Sidenote: standard vs non-standard evaluation

In the plot below how does R know to label the x-axis foo and the y-axis bar we haven’t explicitly supplied axis labels? The plot() function is using standard evaluation to get the values supplied to the x and y axes but is also using non-standard evaluation to get the names of the objects passed to the arguments for use as axis labels.

foo <- 1:10
bar <- 10:1
plot(foo, bar)


What if we wanted to create several different summary tables? We could write a function to avoid writing this out each time. Following the previous examples in this course, you might expect this function to work:

# This function produces a summary table based on a dataset
sum_group <- function(df, group_col, sum_col) {
  
  df |>
    dplyr::group_by(group_col) |>
    dplyr::summarise(counts = sum(sum_col))
  
}

However trying to use this function results in an error.

prosecutions_grouped <- sum_group(df = prosecutions, group_col = "age_range", sum_col = "count")
> Error in `dplyr::group_by()`:
> ! Must group by variables found in `.data`.
> ✖ Column `group_col` is not found.

This is because of the non-standard evaluation (NSE) mentioned above. The dplyr functions don’t recognise group_col and sum_col as column names, because they can’t see that these are variables containing the actual column names. While the NSE usually makes the dplyr functions more convenient to use, it makes them slightly trickier to use in user-defined functions.

Fortunately there are methods available to help get around the NSE problem. The function below shows an example of how our sum_group() function can be modified to accept column names stored as strings, using the .data pronoun with [[]].
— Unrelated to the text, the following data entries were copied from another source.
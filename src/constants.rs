//! # Kernel Constants
//!
//! Status enums, addressing separators and event topics shared by the kernel,
//! the registry and the resilience policies.

use serde::{Deserialize, Serialize};
use std::fmt;

/// Separator between components of a composite sub-unit key (`7::step::2`)
pub const SUB_UNIT_KEY_SEPARATOR: &str = "::";

/// Separator (and prefix) of generated sub-job identifiers (`:7:step:2`)
pub const SUB_JOB_ID_SEPARATOR: char = ':';

/// Limit sentinel meaning "no retry/skip limit"
pub const MIN_UNLIMITED: i64 = i64::MIN;

/// 32-bit form of the unlimited sentinel, as written by job definitions
pub const MIN_UNLIMITED_I32: i64 = i32::MIN as i64;

/// Job parameter carrying the caller's correlation id
pub const CORRELATION_ID_PARAMETER: &str = "correlationId";

/// Event topics published through the notification sink
pub mod topics {
    pub const JOB_EXECUTION_STARTING: &str = "batch/jobs/execution/starting";
    pub const JOB_EXECUTION_RESTARTING: &str = "batch/jobs/execution/restarting";
    pub const JOB_EXECUTION_STOPPING: &str = "batch/jobs/execution/stopping";
    pub const JOB_EXECUTION_ENDED: &str = "batch/jobs/execution/ended";
    pub const JOB_INSTANCE_DISPATCHED: &str = "batch/jobs/instance/dispatched";
    pub const PARTITION_ENDED: &str = "batch/jobs/execution/partition/ended";
    pub const SPLIT_FLOW_ENDED: &str = "batch/jobs/execution/split-flow/ended";
}

/// Batch status of a job execution
#[derive(Debug, Clone, Copy, PartialEq, Eq, Hash, Serialize, Deserialize)]
#[serde(rename_all = "SCREAMING_SNAKE_CASE")]
pub enum BatchStatus {
    Starting,
    Started,
    Stopping,
    Stopped,
    Completed,
    Failed,
    Abandoned,
}

impl BatchStatus {
    /// Terminal statuses allow no further transitions for this execution
    pub fn is_terminal(&self) -> bool {
        matches!(
            self,
            Self::Stopped | Self::Completed | Self::Failed | Self::Abandoned
        )
    }

    pub fn is_active(&self) -> bool {
        matches!(self, Self::Starting | Self::Started | Self::Stopping)
    }

    /// Only stopped or failed executions may be restarted
    pub fn is_restartable(&self) -> bool {
        matches!(self, Self::Stopped | Self::Failed)
    }
}

impl fmt::Display for BatchStatus {
    fn fmt(&self, f: &mut fmt::Formatter<'_>) -> fmt::Result {
        match self {
            Self::Starting => write!(f, "STARTING"),
            Self::Started => write!(f, "STARTED"),
            Self::Stopping => write!(f, "STOPPING"),
            Self::Stopped => write!(f, "STOPPED"),
            Self::Completed => write!(f, "COMPLETED"),
            Self::Failed => write!(f, "FAILED"),
            Self::Abandoned => write!(f, "ABANDONED"),
        }
    }
}

impl std::str::FromStr for BatchStatus {
    type Err = String;

    fn from_str(s: &str) -> Result<Self, Self::Err> {
        match s {
            "STARTING" => Ok(Self::Starting),
            "STARTED" => Ok(Self::Started),
            "STOPPING" => Ok(Self::Stopping),
            "STOPPED" => Ok(Self::Stopped),
            "COMPLETED" => Ok(Self::Completed),
            "FAILED" => Ok(Self::Failed),
            "ABANDONED" => Ok(Self::Abandoned),
            _ => Err(format!("Invalid batch status: {s}")),
        }
    }
}

/// Persisted state of a job instance
#[derive(Debug, Clone, Copy, PartialEq, Eq, Hash, Serialize, Deserialize)]
#[serde(rename_all = "SCREAMING_SNAKE_CASE")]
pub enum InstanceState {
    Submitted,
    JmsQueued,
    JmsConsumed,
    Dispatched,
    Failed,
    Stopped,
    Completed,
    Abandoned,
}

impl InstanceState {
    pub fn is_final(&self) -> bool {
        matches!(self, Self::Completed | Self::Abandoned)
    }
}

impl fmt::Display for InstanceState {
    fn fmt(&self, f: &mut fmt::Formatter<'_>) -> fmt::Result {
        match self {
            Self::Submitted => write!(f, "SUBMITTED"),
            Self::JmsQueued => write!(f, "JMS_QUEUED"),
            Self::JmsConsumed => write!(f, "JMS_CONSUMED"),
            Self::Dispatched => write!(f, "DISPATCHED"),
            Self::Failed => write!(f, "FAILED"),
            Self::Stopped => write!(f, "STOPPED"),
            Self::Completed => write!(f, "COMPLETED"),
            Self::Abandoned => write!(f, "ABANDONED"),
        }
    }
}
//! Proptest strategies for identifiers and type hierarchies.

use proptest::prelude::*;

/// Identifier components that never contain the sub-job separator
pub fn identifier_strategy() -> impl Strategy<Value = String> {
    "[A-Za-z_][A-Za-z0-9_.-]{0,24}"
}

/// Identifier components that contain at least one ':'
pub fn identifier_with_separator_strategy() -> impl Strategy<Value = String> {
    ("[A-Za-z0-9_]{0,8}", "[A-Za-z0-9_]{0,8}").prop_map(|(head, tail)| format!("{head}:{tail}"))
}

/// Names of a linear type chain, root first: `T0 <- T1 <- ... <- Tn`
pub fn type_chain_strategy() -> impl Strategy<Value = Vec<String>> {
    (1usize..12).prop_map(|depth| (0..=depth).map(|level| format!("T{level}")).collect())
}
//! # Skip Policy
//!
//! Decides whether a failed read, process or write may be skipped and notifies skip
//! listeners. Ordering between retry and skip is the chunk loop's concern.

use super::error::{ChunkError, ChunkPhase, PolicyError, PolicyResult};
use super::exception_classifier::{ExceptionClassifier, TypeHierarchy};
use super::listeners::{SkipProcessListener, SkipReadListener, SkipWriteListener};
use super::policy_config::ExceptionPolicyConfig;
use crate::error::KernelResult;
use crate::logging::log_policy_decision;
use crate::models::Chunk;
use std::fmt;
use std::sync::Arc;

pub struct SkipPolicy<I> {
    skippable: ExceptionClassifier,
    limit: Option<u64>,
    skip_count: u64,
    read_listeners: Vec<Arc<dyn SkipReadListener>>,
    process_listeners: Vec<Arc<dyn SkipProcessListener<I>>>,
    write_listeners: Vec<Arc<dyn SkipWriteListener<I>>>,
}

impl<I> SkipPolicy<I> {
    pub fn new(hierarchy: Arc<TypeHierarchy>, config: ExceptionPolicyConfig) -> Self {
        Self {
            skippable: ExceptionClassifier::new(
                hierarchy,
                config.include().to_vec(),
                config.exclude().to_vec(),
            ),
            limit: config.limit(),
            skip_count: 0,
            read_listeners: Vec::new(),
            process_listeners: Vec::new(),
            write_listeners: Vec::new(),
        }
    }

    /// Build from a chunk's skippable classes and `skip-limit`
    pub fn from_chunk(hierarchy: Arc<TypeHierarchy>, chunk: &Chunk) -> KernelResult<Self> {
        Ok(Self::new(
            hierarchy,
            ExceptionPolicyConfig::skip_from_chunk(chunk)?,
        ))
    }

    pub fn add_read_listener(&mut self, listener: Arc<dyn SkipReadListener>) {
        self.read_listeners.push(listener);
    }

    pub fn add_process_listener(&mut self, listener: Arc<dyn SkipProcessListener<I>>) {
        self.process_listeners.push(listener);
    }

    pub fn add_write_listener(&mut self, listener: Arc<dyn SkipWriteListener<I>>) {
        self.write_listeners.push(listener);
    }

    pub fn is_skippable(&self, error: &ChunkError) -> bool {
        self.skippable.matches(error.type_name())
    }

    pub fn skip_count(&self) -> u64 {
        self.skip_count
    }

    pub fn skip_limit(&self) -> Option<u64> {
        self.limit
    }

    pub fn is_skip_limit_reached(&self) -> bool {
        self.limit.is_some_and(|limit| self.skip_count >= limit)
    }

    pub fn handle_read_failure(&mut self, error: ChunkError) -> PolicyResult<()> {
        let error = self.absorb(ChunkPhase::Read, error)?;
        for listener in &self.read_listeners {
            listener.on_skip_read_item(&error)?;
        }
        Ok(())
    }

    pub fn handle_process_with_item_failure(
        &mut self,
        error: ChunkError,
        item: &I,
    ) -> PolicyResult<()> {
        let error = self.absorb(ChunkPhase::Process, error)?;
        for listener in &self.process_listeners {
            listener.on_skip_process_item(item, &error)?;
        }
        Ok(())
    }

    pub fn handle_write_with_items_failure(
        &mut self,
        error: ChunkError,
        items: &[I],
    ) -> PolicyResult<()> {
        let error = self.absorb(ChunkPhase::Write, error)?;
        for listener in &self.write_listeners {
            listener.on_skip_write_items(items, &error)?;
        }
        Ok(())
    }

    fn absorb(&mut self, phase: ChunkPhase, error: ChunkError) -> PolicyResult<ChunkError> {
        let absorbed = !self.is_skip_limit_reached() && self.is_skippable(&error);
        if absorbed {
            self.skip_count += 1;
        }

        log_policy_decision(
            "skip",
            &phase.to_string(),
            error.type_name(),
            absorbed,
            self.skip_count,
            self.limit,
        );

        if absorbed {
            Ok(error)
        } else {
            Err(PolicyError::NonSkippable {
                phase,
                source: error,
            })
        }
    }
}

impl<I> fmt::Debug for SkipPolicy<I> {
    fn fmt(&self, f: &mut fmt::Formatter<'_>) -> fmt::Result {
        f.debug_struct("SkipPolicy")
            .field("skippable", &self.skippable)
            .field("limit", &self.limit)
            .field("skip_count", &self.skip_count)
            .field("read_listeners", &self.read_listeners.len())
            .field("process_listeners", &self.process_listeners.len())
            .field("write_listeners", &self.write_listeners.len())
            .finish()
    }
}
# This function produces a summary table based on a dataset
sum_group <- function(df, group_col, sum_col) {
  
  df |>
    dplyr::group_by(.data[[group_col]]) |>
    dplyr::summarise(counts = sum(.data[[sum_col]]))
  
}

The way that the tidyverse packages handle NSE has evolved over the past few years, so new methods of addressing this issue may be introduced in the future. For the current recommended approach to working with “tidy evaluation”, i.e. a special type of NSE used throughout the tidyverse, please see this vignette. See the appendix for some examples of alternative methods to tackle this problem.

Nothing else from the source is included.